------ Source information

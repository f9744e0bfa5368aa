//! 台股資料客戶端
//!
//! 從臺灣證券交易所與證券櫃檯買賣中心下載有價證券清單、下市名單、
//! 每日市場成交資訊、個股日成交資訊以及即時報價。
//!
//! ```no_run
//! # async fn run() -> anyhow::Result<()> {
//! let client = twstock::Client::new()?;
//! let quotes = client.quotes("2330", 2022, 8).await?;
//! # Ok(())
//! # }
//! ```

pub mod client;
pub mod config;
pub mod crawler;
pub mod declare;
pub mod error;
pub mod logging;
pub mod registry;
pub mod util;

pub use client::Client;
pub use declare::{
    BidAsk, DelistedSecurity, Market, MarketData, Quote, RealtimeQuote, Security,
};
pub use error::{Error, ErrorKind};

------------

**Exercise details:**
Retype the listing in full, keeping every word as it appears.

**Solved exercise:**
repository f9744e0bfa5368aa
//! 台股資料客戶端
//!
//! 從臺灣證券交易所與證券櫃檯買賣中心下載有價證券清單、下市名單、
//! 每日市場成交資訊、個股日成交資訊以及即時報價。
//!
//! ```no_run
//! # async fn run() -> anyhow::Result<()> {
//! let client = twstock::Client::new()?;
//! let quotes = client.quotes("2330", 2022, 8).await?;
//! # Ok(())
//! # }
//! ```

pub mod client;
pub mod config;
pub mod crawler;
pub mod declare;
pub mod error;
pub mod logging;
pub mod registry;
pub mod util;

pub use client::Client;
pub use declare::{
    BidAsk, DelistedSecurity, Market, MarketData, Quote, RealtimeQuote, Security,
};
pub use error::{Error, ErrorKind};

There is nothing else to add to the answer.